▶ [Brief]:
Retype all of the data without changing a single word.

▶ [Stored data]:
····················
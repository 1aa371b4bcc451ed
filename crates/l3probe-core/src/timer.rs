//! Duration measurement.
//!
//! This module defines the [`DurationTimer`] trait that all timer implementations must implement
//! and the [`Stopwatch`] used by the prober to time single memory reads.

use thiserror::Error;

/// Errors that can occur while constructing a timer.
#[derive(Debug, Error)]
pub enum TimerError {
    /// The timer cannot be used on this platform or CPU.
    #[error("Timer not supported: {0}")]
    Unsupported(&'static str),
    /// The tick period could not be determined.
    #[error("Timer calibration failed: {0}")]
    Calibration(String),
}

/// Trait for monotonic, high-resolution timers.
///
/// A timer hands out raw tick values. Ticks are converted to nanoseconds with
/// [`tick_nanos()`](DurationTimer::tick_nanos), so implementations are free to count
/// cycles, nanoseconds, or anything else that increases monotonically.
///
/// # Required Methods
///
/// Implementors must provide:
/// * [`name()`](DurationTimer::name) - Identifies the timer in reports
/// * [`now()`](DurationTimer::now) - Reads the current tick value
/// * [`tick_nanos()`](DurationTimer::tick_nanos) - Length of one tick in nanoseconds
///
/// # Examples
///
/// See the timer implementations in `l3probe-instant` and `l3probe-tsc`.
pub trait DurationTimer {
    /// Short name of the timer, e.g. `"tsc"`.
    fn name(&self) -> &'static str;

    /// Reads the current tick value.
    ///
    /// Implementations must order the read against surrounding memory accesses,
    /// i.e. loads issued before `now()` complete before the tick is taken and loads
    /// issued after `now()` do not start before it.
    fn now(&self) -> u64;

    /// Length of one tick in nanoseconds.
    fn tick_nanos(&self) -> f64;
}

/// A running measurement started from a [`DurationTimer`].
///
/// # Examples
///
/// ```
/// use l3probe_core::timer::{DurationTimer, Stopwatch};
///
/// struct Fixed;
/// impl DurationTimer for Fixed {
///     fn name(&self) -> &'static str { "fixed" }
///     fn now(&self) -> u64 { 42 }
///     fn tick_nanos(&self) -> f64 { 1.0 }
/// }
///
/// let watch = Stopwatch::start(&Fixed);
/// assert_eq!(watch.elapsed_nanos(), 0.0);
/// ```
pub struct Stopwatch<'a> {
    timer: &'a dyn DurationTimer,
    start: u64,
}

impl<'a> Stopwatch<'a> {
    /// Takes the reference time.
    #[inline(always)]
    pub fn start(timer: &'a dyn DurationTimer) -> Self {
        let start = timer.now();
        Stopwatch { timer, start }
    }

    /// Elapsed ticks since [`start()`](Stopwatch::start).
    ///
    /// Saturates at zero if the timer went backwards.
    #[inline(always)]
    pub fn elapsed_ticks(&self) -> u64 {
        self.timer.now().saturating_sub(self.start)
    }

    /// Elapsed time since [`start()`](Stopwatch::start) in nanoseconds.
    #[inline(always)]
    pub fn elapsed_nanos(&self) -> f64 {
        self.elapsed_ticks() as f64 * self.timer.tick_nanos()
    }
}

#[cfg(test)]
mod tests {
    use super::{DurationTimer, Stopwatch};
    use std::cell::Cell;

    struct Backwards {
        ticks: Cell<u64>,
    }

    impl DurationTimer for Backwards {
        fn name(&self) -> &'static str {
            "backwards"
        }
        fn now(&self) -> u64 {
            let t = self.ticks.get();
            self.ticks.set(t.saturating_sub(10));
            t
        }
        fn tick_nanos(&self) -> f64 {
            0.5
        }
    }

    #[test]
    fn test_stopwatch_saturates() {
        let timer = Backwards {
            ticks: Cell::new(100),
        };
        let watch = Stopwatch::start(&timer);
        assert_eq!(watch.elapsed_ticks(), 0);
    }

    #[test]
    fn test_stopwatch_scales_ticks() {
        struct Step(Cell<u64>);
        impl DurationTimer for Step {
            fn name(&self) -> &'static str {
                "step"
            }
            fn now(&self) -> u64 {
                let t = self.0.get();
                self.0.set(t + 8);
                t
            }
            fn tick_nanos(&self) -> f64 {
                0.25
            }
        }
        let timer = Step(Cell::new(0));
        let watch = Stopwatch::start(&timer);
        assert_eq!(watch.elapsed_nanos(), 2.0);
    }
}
····················
▶ [The answer]:
repository 1aa371b4bcc451ed
filename crates/l3probe-core/src/timer.rs
//! Duration measurement.
//!
//! This module defines the [`DurationTimer`] trait that all timer implementations must implement
//! and the [`Stopwatch`] used by the prober to time single memory reads.

use thiserror::Error;

/// Errors that can occur while constructing a timer.
#[derive(Debug, Error)]
pub enum TimerError {
    /// The timer cannot be used on this platform or CPU.
    #[error("Timer not supported: {0}")]
    Unsupported(&'static str),
    /// The tick period could not be determined.
    #[error("Timer calibration failed: {0}")]
    Calibration(String),
}

/// Trait for monotonic, high-resolution timers.
///
/// A timer hands out raw tick values. Ticks are converted to nanoseconds with
/// [`tick_nanos()`](DurationTimer::tick_nanos), so implementations are free to count
/// cycles, nanoseconds, or anything else that increases monotonically.
///
/// # Required Methods
///
/// Implementors must provide:
/// * [`name()`](DurationTimer::name) - Identifies the timer in reports
/// * [`now()`](DurationTimer::now) - Reads the current tick value
/// * [`tick_nanos()`](DurationTimer::tick_nanos) - Length of one tick in nanoseconds
///
/// # Examples
///
/// See the timer implementations in `l3probe-instant` and `l3probe-tsc`.
pub trait DurationTimer {
    /// Short name of the timer, e.g. `"tsc"`.
    fn name(&self) -> &'static str;

    /// Reads the current tick value.
    ///
    /// Implementations must order the read against surrounding memory accesses,
    /// i.e. loads issued before `now()` complete before the tick is taken and loads
    /// issued after `now()` do not start before it.
    fn now(&self) -> u64;

    /// Length of one tick in nanoseconds.
    fn tick_nanos(&self) -> f64;
}

/// A running measurement started from a [`DurationTimer`].
///
/// # Examples
///
/// ```
/// use l3probe_core::timer::{DurationTimer, Stopwatch};
///
/// struct Fixed;
/// impl DurationTimer for Fixed {
///     fn name(&self) -> &'static str { "fixed" }
///     fn now(&self) -> u64 { 42 }
///     fn tick_nanos(&self) -> f64 { 1.0 }
/// }
///
/// let watch = Stopwatch::start(&Fixed);
/// assert_eq!(watch.elapsed_nanos(), 0.0);
/// ```
pub struct Stopwatch<'a> {
    timer: &'a dyn DurationTimer,
    start: u64,
}

impl<'a> Stopwatch<'a> {
    /// Takes the reference time.
    #[inline(always)]
    pub fn start(timer: &'a dyn DurationTimer) -> Self {
        let start = timer.now();
        Stopwatch { timer, start }
    }

    /// Elapsed ticks since [`start()`](Stopwatch::start).
    ///
    /// Saturates at zero if the timer went backwards.
    #[inline(always)]
    pub fn elapsed_ticks(&self) -> u64 {
        self.timer.now().saturating_sub(self.start)
    }

    /// Elapsed time since [`start()`](Stopwatch::start) in nanoseconds.
    #[inline(always)]
    pub fn elapsed_nanos(&self) -> f64 {
        self.elapsed_ticks() as f64 * self.timer.tick_nanos()
    }
}

#[cfg(test)]
mod tests {
    use super::{DurationTimer, Stopwatch};
    use std::cell::Cell;

    struct Backwards {
        ticks: Cell<u64>,
    }

    impl DurationTimer for Backwards {
        fn name(&self) -> &'static str {
            "backwards"
        }
        fn now(&self) -> u64 {
            let t = self.ticks.get();
            self.ticks.set(t.saturating_sub(10));
            t
        }
        fn tick_nanos(&self) -> f64 {
            0.5
        }
    }

    #[test]
    fn test_stopwatch_saturates() {
        let timer = Backwards {
            ticks: Cell::new(100),
        };
        let watch = Stopwatch::start(&timer);
        assert_eq!(watch.elapsed_ticks(), 0);
    }

    #[test]
    fn test_stopwatch_scales_ticks() {
        struct Step(Cell<u64>);
        impl DurationTimer for Step {
            fn name(&self) -> &'static str {
                "step"
            }
            fn now(&self) -> u64 {
                let t = self.0.get();
                self.0.set(t + 8);
                t
            }
            fn tick_nanos(&self) -> f64 {
                0.25
            }
        }
        let timer = Step(Cell::new(0));
        let watch = Stopwatch::start(&timer);
        assert_eq!(watch.elapsed_nanos(), 2.0);
    }
}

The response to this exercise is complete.